Письма Марковичу, которые казались Петрову очень искренними, были полны разнообразных чувств: удовольствия, раздражительности, раскаяния, когда Прокопович долго не писал, уверений в неизменной дружбе, озабоченности о личных недоразумениях и частных замечаний (обычно нелицеприятных) о взаимных знакомых. Одно особенно эмоциональное письмо выражало уязвленность Прокоповича тем, что представлялось ему упущениями Марковича в переписке:
‹…› Ты слышал, что я страдал продолжительною болезнию : но ни та, ни другая причина не побудила тебя написать что-нибудь к нам. Откуда это молчание? ‹…› Ибо я знаю, как ты расположен к моему убожеству, не сомневаюсь в дружбе и благосклонности того , кто считает себя как бы сыном моим и кого желаю звать братом и не стыжусь называть господином . И так какая же причина молчания? [230](здесь и далее в цитатах курсив и выделение мои. – Г. М. ).
Резкие выражения, ремарки о физической и душевной боли привлекают внимание. Как выяснилось, все это было недоразумением из‐за задержки корреспонденции, и в следующем письме Прокопович без конца извинялся. В этот раз он взял тон смиренный и формальный, называя Марковича «Знатнейший и вельможнеиший господин Маркович, мой господин и брат многоуважаемый», а себя «преданный брат и слуга Феофан» [231].

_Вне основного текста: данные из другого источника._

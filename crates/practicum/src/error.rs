use crate::config::ConfigError;
use crate::lifecycle::LifecycleError;
use crate::telemetry::TelemetryError;
use std::fmt;

/// Process-level error for the service binary: configuration, telemetry, and
/// transport failures on the way up, plus lifecycle failures surfaced by the
/// CLI demo. HTTP responses carry [`LifecycleError`] directly; this type never
/// crosses a request boundary.

#[derive(Debug)]
pub enum AppError {
    Config(ConfigError),
    Telemetry(TelemetryError),
    Io(std::io::Error),
    Server(axum::Error),
    Lifecycle(LifecycleError),
}

impl fmt::Display for AppError {
    fn fmt(&self, f: &mut fmt::Formatter<'_>) -> fmt::Result {
        match self {
            AppError::Config(err) => write!(f, "configuration error: {}", err),
            AppError::Telemetry(err) => write!(f, "telemetry error: {}", err),
            AppError::Io(err) => write!(f, "io error: {}", err),
            AppError::Server(err) => write!(f, "server error: {}", err),
            AppError::Lifecycle(err) => write!(f, "lifecycle error: {}", err),
        }
    }
}

impl std::error::Error for AppError {
    fn source(&self) -> Option<&(dyn std::error::Error + 'static)> {
        match self {
            AppError::Config(err) => Some(err),
            AppError::Telemetry(err) => Some(err),
            AppError::Io(err) => Some(err),
            AppError::Server(err) => Some(err),
            AppError::Lifecycle(err) => Some(err),
        }
    }
}

impl From<ConfigError> for AppError {
    fn from(value: ConfigError) -> Self {
        Self::Config(value)
    }
}

impl From<TelemetryError> for AppError {
    fn from(value: TelemetryError) -> Self {
        Self::Telemetry(value)
    }
}

impl From<std::io::Error> for AppError {
    fn from(value: std::io::Error) -> Self {
        Self::Io(value)
    }
}

impl From<axum::Error> for AppError {
    fn from(value: axum::Error) -> Self {
        Self::Server(value)
    }
}

impl From<LifecycleError> for AppError {
    fn from(value: LifecycleError) -> Self {
        Self::Lifecycle(value)
    }
}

В этом месте можно возразить, что это был искусственный прием, особенно если содержание частных писем становилось гласным (сам Прокопович часто упоминает по именам посредников в передаче корреспонденции). Маркович был аристократом с большими связями, а письма писались в 1716 году в важный момент, когда Феофан готовился к смене положения от провинциального, пусть и Киевского, иерарха к высотам власти при петербургском дворе. Конечно, в этот момент было необходимо правильно смирить себя, чтобы не утратить фавор Марковича. Соглашусь, безусловно, это был прием, но не только. Всегда сложно различать лицо и лик, и они преспокойно могут соседствовать в одной фразе. Во всей этой переписке Прокопович смешивал личное и сакральное, парафразируя Библию, цитируя святых отцов (в этом случае Григория Богослова). Феофан выражал глубокие чувства в вопросе об истинной вере и ереси, и все это было привязано к его личности. Он был неудержим в оценках (в основном негативных) других духовных лиц и отдельных мирян и в распространении слухов о том, как высоко его ценят среди придворной элиты. Язык временами отдавал совершенным нарциссизмом, многие строки он посвящает собственным добродетелям, сварливо обрушиваясь на несправедливость критики, чтобы затем для проформы признать, что и он сам лишь бедный грешник.
С господином Борзаковским, родственником вашим, хотя он тяжко нас оскорбил и вашу расположенность перед многими толковал за ненависть, мы немедленно и охотно примирились , по просьбе знатнейшаго господина теста твоего и по твоей собственной. Для этого весьма достаточно было и твоего одного ходатайства; ибо нет для меня важнее, достойнее и сильнее твоих просьб; да будет так милостив ко мне, грешнику, Господь кровию Сына Своего Господа нашего Иисуса Христа [232].
Сиятельнейший князь Меньшиков вместе с князем Димитрием и сенатором Петром Матвеевичем Апраксиным и другими вельможами (между ними и господин Шпетак) обедали у меня с удовольствием и благодарностию 15 января. Потом и с теми же гостями мы были 17 января на обеде у отца архимандрита [233].